A novel cGMP‐regulated K+ channel in immortalized human kidney epithelial cells (IHKE‐1)

Abstract

1 K⁺ channels from the apical membrane of immortalized human kidney epithelial (IHKE-1) cells were investigated in the cell-attached membrane configuration as well as in excised membranes using the patch clamp technique. 2 In cell-attached membrane patches the open probability (P_o) of the K⁺ channel was 0.42 ± 0.06 (mean ± s.e.m., n= 22) and its conductance was 94 ± 5 pS with 145 mM K⁺ in the pipette (n= 25). In excised membrane patches the P_o of the channel was 0.55 ± 0.03 (n= 86) and its conductance was 65 ± 2 pS (n= 68) with 145 mM K⁺ on one side of the membrane and 3.6 mM K⁺ on the other. The I-V curve of the K⁺ channel was not rectifying. 3 The channel was inhibited by several blockers of K⁺ channels such as 1 mM Ba²⁺ (cell-attached membrane: 78 ± 8 %, n= 9; excised: 80 ± 4 %, n= 26), 10 mM TEA⁺ (excised inside-out: 48 ± 5 %, n= 34; excised outside-out: 100 ± 0 %, n= 26), 0.1 mM verapamil (excised: 73 ± 9 %, n= 12), and 10 nM charybdotoxin (excised outside-out: 67 ± 9 %, n= 9). 4 The K⁺ channel was activated by depolarization and rising cytosolic Ca²⁺. Half-maximal activity occurred at a cytosolic Ca²⁺ concentration of 200 nM. In the cell-attached membrane configuration the K⁺ channel was inhibited in a concentration-dependent manner by atrial natriuretic peptide (ANP).

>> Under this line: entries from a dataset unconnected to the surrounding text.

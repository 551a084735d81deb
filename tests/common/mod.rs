//! CRUD contract shared by every backend's integration test.
//!
//! Each backend seeds the same 25 chats and must answer every filter with the
//! same count, honor pagination and null ordering, and reject unscoped bulk
//! writes.

#![allow(dead_code)]

use pretty_assertions::assert_eq;
use serde_json::{Value, json};

use polystore::db::schema::chats_schema;
use polystore::db::{Dispatcher, QueryCondition, QueryOptions, Record, SortDirection};
use polystore::error::ErrorCode;

pub const CHATS: &str = "chats";
pub const SEEDED: u64 = 25;
pub const OWNER: &str = "contract-user";

fn chat(i: u64) -> Record {
    let model = match i {
        0..10 => json!("gpt-4o"),
        10..20 => json!("claude-3"),
        _ => Value::Null,
    };
    json!({
        "userId": OWNER,
        "title": format!("Chat {i}"),
        "model": model,
        "messageCount": i,
        "isPinned": i % 5 == 0,
        "metadata": { "seq": i },
    })
    .as_object()
    .cloned()
    .expect("object")
}

/// Create the chats table and insert the 25 contract rows in one batch.
pub async fn seed(db: &Dispatcher) {
    let schema = chats_schema();
    db.ensure_schema(&schema).await.expect("ensure schema");
    db.ensure_schema(&schema).await.expect("ensure schema twice");
    let records = (0..SEEDED).map(chat).collect();
    let result = db
        .insert_many(CHATS, records, Some(&schema))
        .await
        .expect("seed");
    assert_eq!(result.inserted_count, SEEDED);
}

/// Every filter shape with its expected match count on the seeded rows.
pub fn filter_cases() -> Vec<(&'static str, QueryOptions, u64)> {
    vec![
        ("eq", QueryOptions::new().where_eq("model", "gpt-4o"), 10),
        (
            "ne excludes null",
            QueryOptions::new().filter(QueryCondition::ne("model", "gpt-4o")),
            10,
        ),
        (
            "in",
            QueryOptions::new().filter(QueryCondition::in_list("model", ["gpt-4o", "claude-3"])),
            20,
        ),
        (
            "nin excludes null",
            QueryOptions::new().filter(QueryCondition::not_in("model", ["gpt-4o"])),
            10,
        ),
        (
            "empty in matches nothing",
            QueryOptions::new().filter(QueryCondition::in_list("model", Vec::<String>::new())),
            0,
        ),
        (
            "empty nin matches everything",
            QueryOptions::new().filter(QueryCondition::not_in("model", Vec::<String>::new())),
            25,
        ),
        (
            "gte",
            QueryOptions::new().filter(QueryCondition::gte("messageCount", 20)),
            5,
        ),
        (
            "lt",
            QueryOptions::new().filter(QueryCondition::lt("messageCount", 3)),
            3,
        ),
        (
            "like is case-insensitive",
            QueryOptions::new().filter(QueryCondition::like("title", "chat 2")),
            6,
        ),
        (
            "exists",
            QueryOptions::new().filter(QueryCondition::exists("model", true)),
            20,
        ),
        (
            "not exists",
            QueryOptions::new().filter(QueryCondition::exists("model", false)),
            5,
        ),
        ("boolean", QueryOptions::new().where_eq("isPinned", true), 5),
        (
            "conditions are ANDed",
            QueryOptions::new()
                .where_eq("isPinned", true)
                .filter(QueryCondition::gte("messageCount", 10)),
            3,
        ),
    ]
}

pub async fn assert_filters(db: &Dispatcher) {
    let schema = chats_schema();
    for (name, options, expected) in filter_cases() {
        let count = db.count(CHATS, &options, Some(&schema)).await.expect(name);
        assert_eq!(count, expected, "count: {name}");
        let page = db.find_many(CHATS, &options, Some(&schema)).await.expect(name);
        assert_eq!(page.total, expected, "total: {name}");
        assert_eq!(page.data.len() as u64, expected, "rows: {name}");
    }
}

pub async fn assert_pagination(db: &Dispatcher) {
    let options = QueryOptions::new()
        .order_by("messageCount", SortDirection::Asc)
        .limit(10)
        .offset(20);
    let page = db
        .find_many(CHATS, &options, Some(&chats_schema()))
        .await
        .expect("page");
    assert_eq!(page.total, SEEDED);
    let titles: Vec<_> = page.data.iter().map(|r| r["title"].clone()).collect();
    let expected: Vec<_> = (20..25).map(|i| json!(format!("Chat {i}"))).collect();
    assert_eq!(titles, expected);
}

pub async fn assert_types_and_null_ordering(db: &Dispatcher) {
    let schema = chats_schema();
    let first = db
        .find_one(
            CHATS,
            &QueryOptions::new().order_by("model", SortDirection::Asc),
            Some(&schema),
        )
        .await
        .expect("find")
        .expect("row");
    assert!(first.get("model").is_none_or(Value::is_null), "{first:?}");

    let pinned = db
        .find_one(
            CHATS,
            &QueryOptions::new().where_eq("messageCount", 5),
            Some(&schema),
        )
        .await
        .expect("find")
        .expect("row");
    assert_eq!(pinned["isPinned"], json!(true));
    assert_eq!(pinned["metadata"], json!({ "seq": 5 }));
    assert!(pinned["createdAt"].is_string());
    assert!(pinned.get("created_at").is_none());

    let projected = db
        .find_one(
            CHATS,
            &QueryOptions::new()
                .where_eq("messageCount", 7)
                .select(["title"]),
            Some(&schema),
        )
        .await
        .expect("find")
        .expect("row");
    assert_eq!(projected["title"], json!("Chat 7"));
    assert!(projected.get("metadata").is_none());
}

pub async fn assert_writes(db: &Dispatcher) {
    let schema = chats_schema();

    let err = db
        .update(CHATS, "missing-id", chat(99), Some(&schema))
        .await
        .expect_err("missing id");
    assert_eq!(err.code(), ErrorCode::NotFound);
    assert_eq!(
        db.count(CHATS, &QueryOptions::new(), Some(&schema))
            .await
            .expect("count"),
        SEEDED
    );

    let err = db
        .delete_many(CHATS, &QueryOptions::new(), Some(&schema))
        .await
        .expect_err("unscoped delete");
    assert_eq!(err.code(), ErrorCode::ValidationError);

    let partial = json!({ "isPinned": true }).as_object().cloned().expect("object");
    let updated = db
        .update_many(
            CHATS,
            partial,
            &QueryOptions::new().where_eq("model", "claude-3"),
            Some(&schema),
        )
        .await
        .expect("update_many");
    assert_eq!(updated.modified_count, 10);
    assert_eq!(
        db.count(CHATS, &QueryOptions::new().where_eq("isPinned", true), Some(&schema))
            .await
            .expect("count"),
        5 + 8
    );

    let deleted = db
        .delete_many(
            CHATS,
            &QueryOptions::new().filter(QueryCondition::exists("model", false)),
            Some(&schema),
        )
        .await
        .expect("delete_many");
    assert_eq!(deleted.deleted_count, 5);
    assert_eq!(
        db.count(CHATS, &QueryOptions::new(), Some(&schema))
            .await
            .expect("count"),
        SEEDED - 5
    );
}

const EXTRA_OWNER: &str = "contract-extra";

fn extra_chat(title: &str, metadata: Value) -> Record {
    json!({ "userId": EXTRA_OWNER, "title": title, "metadata": metadata })
        .as_object()
        .cloned()
        .expect("object")
}

/// `%`, `_` and `*` in a like needle match themselves, never any character.
pub async fn assert_like_is_literal(db: &Dispatcher) {
    let schema = chats_schema();
    let titles = ["50% off", "500 items", "a_b", "axb", "star*", "stark"];
    let records = titles.iter().map(|t| extra_chat(t, Value::Null)).collect();
    db.insert_many(CHATS, records, Some(&schema))
        .await
        .expect("insert");

    for (needle, expected) in [
        ("50%", vec!["50% off"]),
        ("%", vec!["50% off"]),
        ("a_b", vec!["a_b"]),
        ("_", vec!["a_b"]),
        ("r*", vec!["star*"]),
        ("STAR", vec!["star*", "stark"]),
    ] {
        let options = QueryOptions::new()
            .where_eq("userId", EXTRA_OWNER)
            .filter(QueryCondition::like("title", needle))
            .order_by("title", SortDirection::Asc);
        let page = db.find_many(CHATS, &options, Some(&schema)).await.expect(needle);
        let found: Vec<_> = page.data.iter().map(|r| r["title"].clone()).collect();
        let expected: Vec<_> = expected.into_iter().map(Value::from).collect();
        assert_eq!(found, expected, "like {needle:?}");
    }
}

/// JSON fields holding strings that look like other JSON come back unchanged.
pub async fn assert_json_strings_round_trip(db: &Dispatcher) {
    let schema = chats_schema();
    for metadata in [json!("123"), json!("true"), json!("plain"), json!({ "a": [1, 2] })] {
        let inserted = db
            .insert(CHATS, extra_chat("json", metadata.clone()), Some(&schema))
            .await
            .expect("insert");
        let id = inserted.inserted_id.expect("id");
        let row = db
            .find_one(CHATS, &QueryOptions::new().where_eq("id", id.as_str()), Some(&schema))
            .await
            .expect("find")
            .expect("row");
        assert_eq!(row["metadata"], metadata);
    }
}

/// Run the whole contract against a freshly attached, empty backend.
pub async fn run_contract(db: &Dispatcher) {
    seed(db).await;
    assert_filters(db).await;
    assert_pagination(db).await;
    assert_types_and_null_ordering(db).await;
    assert_writes(db).await;
    assert_like_is_literal(db).await;
    assert_json_strings_round_trip(db).await;
}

P_owas blocked equally well by 10 nM ANP (52 ± 7 %, n= 10), brain natriuretic peptide (BNP; 37 ± 11 %, n= 6) and C-type natriuretic peptide (CNP; 44 ± 13 %, n= 8). 8-Bromoguanosine 3′,5′ cyclic monophosphate (8-Br-cGMP, 0.1 mM) also inhibited P_oof this K⁺ channel, by 70 ± 10 % (n= 5). 5 In excised membrane patches cGMP inhibited P_o of this K⁺ channel in a concentration-dependent manner. The first significant effects were measured at a concentration of 1 μm (22 ± 7 %, n= 6), and greatest effects were obtained at 0.1 mM (34 ± 5 %, n= 15). cAMP (0.1 mM, n= 5) as well as GTP (0.1 mM, n= 5) had no significant effects on P_o of this K⁺ channel. ATP (0.1 mM) had a weak inhibitory effect (17 ± 5 %, n= 14). Addition of Mg-ATP to cGMP did not increase the inhibitory effect (30 ± 4 %, n= 14). KT5823 (1 μm), a specific inhibitor of cGMP-dependent protein kinases, did not significantly alter the cGMP-induced reduction in P_o of the K⁺ channel in three excised membrane patches. 6 The results present the first electrophysiological characterization of a mammalian K⁺ channel that is directly regulated by cGMP.